In questa prima A della scuola media Giacomo Zanella, nel quartiere Arcella di Padova, ci sono 21 ragazzini e si parlano 20 lingue. Alcuni hanno i genitori che tradizionalmente parlano due lingue diverse a scuola imparano l’italiano, francese e l’inglese. Fuori dalla loro aula hanno disegnato un grande albero con tante foglie colorate, quelle rosse indicano una delle loro “lingue madri”, e se ci mettiamo anche i dialetti perché “anche quelli sono lingue madri”, spiega la professoressa di lettere Loretta De Martin, le lingue diventano 23 perché ci sono anche il padovano, l’ostiense e il romanesco.

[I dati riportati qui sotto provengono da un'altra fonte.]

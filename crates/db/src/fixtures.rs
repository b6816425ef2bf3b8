use crate::DbPool;

/// Deterministic demo rows loaded by `stocktalk seed`. Idempotent: rows
/// that already exist are left untouched.
const SEED_ITEMS: &[SeedItem] = &[
    SeedItem { item_name: "laptops", quantity: Some(20), description: Some("14-inch, dock included") },
    SeedItem { item_name: "monitors", quantity: Some(35), description: None },
    SeedItem { item_name: "keyboards", quantity: Some(50), description: Some("ANSI layout") },
    SeedItem { item_name: "hdmi cables", quantity: Some(12), description: None },
    SeedItem { item_name: "sample item", quantity: Some(1), description: Some("demo row, safe to delete") },
];

struct SeedItem {
    item_name: &'static str,
    quantity: Option<i64>,
    description: Option<&'static str>,
}

#[derive(Clone, Copy, Debug, PartialEq, Eq)]
pub struct SeedResult {
    pub inserted: u64,
    pub skipped: u64,
}

pub async fn seed_demo_inventory(pool: &DbPool) -> Result<SeedResult, sqlx::Error> {
    let mut inserted = 0;
    let mut skipped = 0;

    for item in SEED_ITEMS {
        let result = sqlx::query(
            "INSERT OR IGNORE INTO inventory (item_name, quantity, description, created_at) \
             VALUES (?1, ?2, ?3, ?4)",
        )
        .bind(item.item_name)
        .bind(item.quantity)
        .bind(item.description)
        .bind(chrono::Utc::now())
        .execute(pool)
        .await?;

        if result.rows_affected() == 1 {
            inserted += 1;
        } else {
            skipped += 1;
        }
    }

    Ok(SeedResult { inserted, skipped })
}
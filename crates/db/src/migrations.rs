use sqlx::migrate::{MigrateError, Migrator};

use crate::DbPool;

pub static MIGRATOR: Migrator = sqlx::migrate!("../../migrations");

pub async fn run_pending(pool: &DbPool) -> Result<(), MigrateError> {
    MIGRATOR.run(pool).await
}
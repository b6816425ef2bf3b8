use crate::commands::CommandResult;
use stocktalk_core::config::{AppConfig, LoadOptions};
use stocktalk_db::{connect, migrations, seed_demo_inventory};

pub fn run() -> CommandResult {
    let config = match AppConfig::load(LoadOptions::default()) {
        Ok(config) => config,
        Err(error) => {
            return CommandResult::failure(
                "seed",
                "config_validation",
                format!("configuration issue: {error}"),
                2,
            );
        }
    };

    let runtime = match tokio::runtime::Builder::new_current_thread().enable_all().build() {
        Ok(runtime) => runtime,
        Err(error) => {
            return CommandResult::failure(
                "seed",
                "runtime_init",
                format!("failed to initialize async runtime: {error}"),
                3,
            );
        }
    };

    let result = runtime.block_on(async {
        let pool = connect(&config.database)
            .await
            .map_err(|error| ("db_connectivity", error.to_string(), 4u8))?;

        migrations::run_pending(&pool)
            .await
            .map_err(|error| ("migration", error.to_string(), 5u8))?;

        let seed_result = seed_demo_inventory(&pool)
            .await
            .map_err(|error| ("seed_execution", error.to_string(), 6u8))?;

        pool.close().await;
        Ok::<_, (&'static str, String, u8)>(seed_result)
    });

    match result {
        Ok(seed_result) => CommandResult::success(
            "seed",
            format!(
                "demo inventory loaded: {} inserted, {} already present",
                seed_result.inserted, seed_result.skipped
            ),
        ),
        Err((error_class, message, exit_code)) => {
            CommandResult::failure("seed", error_class, message, exit_code)
        }
    }
}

“Quando abbiamo detto ai ragazzi che arrivava una giornalista per chiedergli di tutte le lingue che parlano ci hanno chiesto “perché?” — spiega la professoressa De Martin — non ci trovano nulla di strano, per loro è normale”. I 21 ragazzi sono tutti figli di stranieri che abitano nel quartiere, sono frutto di un “melting pot” che non comincia alla scuola Zanella, ma molto prima, sin dalla scuola dell’infanzia dell’istituto comprensivo, passando per le elementari. I bambini figli di genitori italiani sono cinque o sei, una ragazzina è di Roma, e ci tiene a sottolinearlo.
“ Questa classe è un tripudio di domande — spiega la prof — sono curiosi, imparano in fretta, adesso stiamo facendo un percorso sul racconto autobiografico, che implica l’ascolto dell’altro, ecco perché a volte devo frenare la foga delle mani alzate: quando qualcuno sgomita per prendere la parola, di solito non ascolta quello che sta dicendo l’altro”.
Basta lanciare lì qualche domanda per venire travolti dall’entusiasmo. La prima, che viene spontanea, è in che lingua parlino tra loro: “In italiano e in inglese” , rispondono pronti. “Conoscono anche il veneto — aggiunge alla prof, che si rivolge direttamente ai ragazzi — dite voi, che parole conoscete?”, la risposta arriva subito: “Freschin! schei!” ridono tutti. Sono molti gli studenti che in questo periodo stanno facendo il ramadam.
“Ne sono orgogliosi — spiega la docente — per loro è un passaggio che segna la crescita: stanno diventando grandi, fanno le cose che fanno gli adulti”. Ma non è difficile non mangiare tutto il giorno? È Adam a prendere la parola: “Ci svegliamo alle 4 del mattino: preghiamo, mangiamo e torniamo a dormire, poi non tocchiamo né cibo né acqua fino alle 18.26, e ogni giorno allunghiamo di un minuto”. Gli amici lo prendono in giro e scherzando dicono che in realtà anche lui non vede l’ora che finisca il Ramadam per mangiare: “Un po’ sì, sono contento di farlo ma so già che quando finirà ci riempiremo la casa di cose buonissime e mi rifarò sui miei compagni di classe che adesso mangiano tutto quello che vogliono”.
E lo sport? In prima A si praticano il calcio, l’atletica, la danza classica, il freesbee. Molti tengono per la Juve, ma non sono la maggioranza. Ascoltano Ghali, Simba la Rue, Mahmood non è tra i più gettonati, molti di loro ascoltano i cantanti in voga nelle loro terre d’origine. A vegliare sui ragazzi la preside Chiara Lusini e il vicepreside Thomas Bertalot: “La lingua non è mai un ostacolo, anzi, è una ricchezza — spiega la professoressa Lusini — dispiace che l’anno prossimo l’istituto comprensivo verrà smembrato, per risparmiare le spese di direzione e segreteria, ma l’anima di questa scuola resta”.
“I ragazzi imparano tanto con i laboratori, che in questa scuola sono molto apprezzati — spiega il vice preside Bertalot — quanto ai risultati basta vedere le prove invalsi: qui si raggiungono obiettivi medio alti, unica pecca? Ci piacerebbe avere qualche rampa in più per le persone con disabilità”.